Their second shift in that critical third period changed the balance of power in women’s hockey. It belongs in the same time capsule with the Gretzky-Lemieux goal from the 87 Canada Cup.
It started with Marvin snapping an outlet pass onto the tape of Kessel in full stride at her own blue line. She flipped the puck off the boards to elude the first defender to set up and odd man rush. Decker sprinted to the far post, Coyne filled the middle and Kessel was closing fast at the top of the right circle with the game on her stick. You see Canada in full retreat, and just when you expected a goal mouth pass, Kessel simply sniped, blasting the puck where the goal scorers go, short-side shelf. Coyne found herself jammed into an extremely tight Smurf sandwich as they celebrated madly seconds after the golden goal.
“I was like ‘Hi!’ I had a great view. It was awesome.”

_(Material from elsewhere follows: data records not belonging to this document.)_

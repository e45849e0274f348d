//! 贝塞尔插值曲线
//!
//! VMD 曲线以 [0, 127] 的整数控制点存储，端点固定为 (0,0) 与 (127,127)。
//! 求值时归一化到单位正方形，以牛顿法求解 x(t) = x 后计算 y(t)。

use glam::DVec2;

/// 控制点坐标上限
pub const CURVE_MAX: f64 = 127.0;

/// 牛顿迭代上限
const NEWTON_MAX_ITERATIONS: usize = 20;
/// 牛顿迭代收敛阈值
const NEWTON_TOLERANCE: f64 = 1e-15;
/// 分割后判断对角线的阈值
const LINEAR_TOLERANCE: f64 = 1e-6;

// ============================================================================
// 整数曲线
// ============================================================================

/// VMD 插值曲线（整数控制点）
#[derive(Debug, Clone, Copy, PartialEq, Eq, Hash)]
pub struct Curve {
    /// 控制点 1 (x, y)
    pub start: [u8; 2],
    /// 控制点 2 (x, y)
    pub end: [u8; 2],
}

impl Curve {
    /// 默认线性曲线
    pub const LINEAR: Curve = Curve {
        start: [20, 20],
        end: [107, 107],
    };

    pub const fn new(x1: u8, y1: u8, x2: u8, y2: u8) -> Self {
        Self {
            start: [x1, y1],
            end: [x2, y2],
        }
    }

    /// 控制点都在对角线上（退化为线性）
    #[inline]
    pub fn is_linear(&self) -> bool {
        self.start[0] == self.start[1] && self.end[0] == self.end[1]
    }

    /// 转换为归一化曲线段
    pub fn segment(&self) -> BezierSegment {
        BezierSegment {
            p1: DVec2::new(self.start[0] as f64, self.start[1] as f64) / CURVE_MAX,
            p2: DVec2::new(self.end[0] as f64, self.end[1] as f64) / CURVE_MAX,
        }
    }
}

impl Default for Curve {
    fn default() -> Self {
        Self::LINEAR
    }
}

// ============================================================================
// 归一化曲线段
// ============================================================================

/// 单位正方形内的三次贝塞尔曲线段，端点为 (0,0) 和 (1,1)
#[derive(Debug, Clone, Copy, PartialEq)]
pub struct BezierSegment {
    pub p1: DVec2,
    pub p2: DVec2,
}

impl BezierSegment {
    pub const LINEAR: BezierSegment = BezierSegment {
        p1: DVec2::new(20.0 / CURVE_MAX, 20.0 / CURVE_MAX),
        p2: DVec2::new(107.0 / CURVE_MAX, 107.0 / CURVE_MAX),
    };

    pub fn new(p1: DVec2, p2: DVec2) -> Self {
        Self { p1, p2 }
    }

    #[inline]
    pub fn is_linear(&self) -> bool {
        (self.p1.x - self.p1.y).abs() < LINEAR_TOLERANCE
            && (self.p2.x - self.p2.y).abs() < LINEAR_TOLERANCE
    }

    /// x(t)
    #[inline]
    pub fn x_at(&self, t: f64) -> f64 {
        let (a, b, c) = Self::coefficients(self.p1.x, self.p2.x);
        ((a * t + b) * t + c) * t
    }

    /// y(t)
    #[inline]
    pub fn y_at(&self, t: f64) -> f64 {
        let s = 1.0 - t;
        3.0 * s * s * t * self.p1.y + 3.0 * s * t * t * self.p2.y + t * t * t
    }

    /// 三次多项式系数（常数项为 0）
    #[inline]
    fn coefficients(c1: f64, c2: f64) -> (f64, f64, f64) {
        (3.0 * c1 - 3.0 * c2 + 1.0, -6.0 * c1 + 3.0 * c2, 3.0 * c1)
    }

    /// 求解 x(t) = x
    ///
    /// 牛顿法配合二分区间保护，迭代次数有上限；病态曲线返回近似解。
    pub fn solve_t(&self, x: f64) -> f64 {
        if x <= 0.0 {
            return 0.0;
        }
        if x >= 1.0 {
            return 1.0;
        }

        let (a, b, c) = Self::coefficients(self.p1.x, self.p2.x);
        let mut t = x;
        let mut lo = 0.0;
        let mut hi = 1.0;

        for _ in 0..NEWTON_MAX_ITERATIONS {
            let f = ((a * t + b) * t + c) * t - x;
            if f.abs() < NEWTON_TOLERANCE {
                break;
            }
            if f > 0.0 {
                hi = t;
            } else {
                lo = t;
            }

            let df = (3.0 * a * t + 2.0 * b) * t + c;
            let next = if df.abs() < 1e-15 { t - f } else { t - f / df };
            t = if next > lo && next < hi {
                next
            } else {
                (lo + hi) * 0.5
            };
        }

        t.clamp(0.0, 1.0)
    }

    /// 给定 x 返回 (y, t)
    pub fn sample(&self, x: f64) -> (f64, f64) {
        if self.is_linear() {
            return (x, x);
        }
        let t = self.solve_t(x);
        (self.y_at(t), t)
    }

    /// De Casteljau 分割，左右两段各自重新归一化到单位正方形
    pub fn split(&self, t: f64) -> (BezierSegment, BezierSegment) {
        let a = DVec2::ZERO;
        let b = self.p1;
        let c = self.p2;
        let d = DVec2::ONE;

        let e = a.lerp(b, t);
        let f = b.lerp(c, t);
        let g = c.lerp(d, t);
        let h = e.lerp(f, t);
        let i = f.lerp(g, t);
        let j = h.lerp(i, t);

        (
            Self::normalized(a, e, h, j),
            Self::normalized(j, i, g, d),
        )
    }

    fn normalized(begin: DVec2, p1: DVec2, p2: DVec2, finish: DVec2) -> BezierSegment {
        let size = finish - begin;
        let norm = |p: DVec2| {
            DVec2::new(
                if size.x.abs() > f64::EPSILON { (p.x - begin.x) / size.x } else { 0.0 },
                if size.y.abs() > f64::EPSILON { (p.y - begin.y) / size.y } else { 0.0 },
            )
        };
        BezierSegment {
            p1: norm(p1),
            p2: norm(p2),
        }
    }

    /// 量化为整数曲线（对角线段输出默认线性曲线）
    pub fn to_curve(&self) -> Curve {
        if self.is_linear() {
            return Curve::LINEAR;
        }
        let q = |v: f64| (v.clamp(0.0, 1.0) * CURVE_MAX).round() as u8;
        Curve::new(q(self.p1.x), q(self.p1.y), q(self.p2.x), q(self.p2.y))
    }
}

// ============================================================================
// 插值原语
// ============================================================================

/// 求插值进度 `(x, y, t)`
///
/// `x = (now - start) / (end - start)`，`y` 为曲线在 `x` 处的值，`t` 为曲线参数。
pub fn evaluate(curve: &Curve, start: f64, now: f64, end: f64) -> (f64, f64, f64) {
    let span = end - start;
    if span == 0.0 || now - start == 0.0 {
        return (0.0, 0.0, 0.0);
    }

    let x = (now - start) / span;
    if x >= 1.0 {
        return (1.0, 1.0, 1.0);
    }
    if x <= 0.0 {
        return (x, 0.0, 0.0);
    }
    if curve.is_linear() {
        return (x, x, x);
    }

    let (y, t) = curve.segment().sample(x);
    (x, y, t)
}

/// 在 `now` 处分割曲线，返回 (左半, 右半)
pub fn split_curve(curve: &Curve, start: f64, now: f64, end: f64) -> (Curve, Curve) {
    if curve.is_linear() || end <= start || now <= start {
        return (Curve::LINEAR, *curve);
    }
    if now >= end {
        return (*curve, Curve::LINEAR);
    }

    let (_, _, t) = evaluate(curve, start, now, end);
    let (left, right) = curve.segment().split(t);
    (left.to_curve(), right.to_curve())
}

Decker, the speedy decoy, provided the analysis. “I think we needed to keep that pressure on and I think that’s how Amanda snuck that nice shot in. I couldn’t have been happier for her. I think that she deserved that goal more than anybody.” That golden goal created a new world order in women’s hockey heading into their next showdown in Sochi. Ask Team Canada, the former bully on the block--speed kills.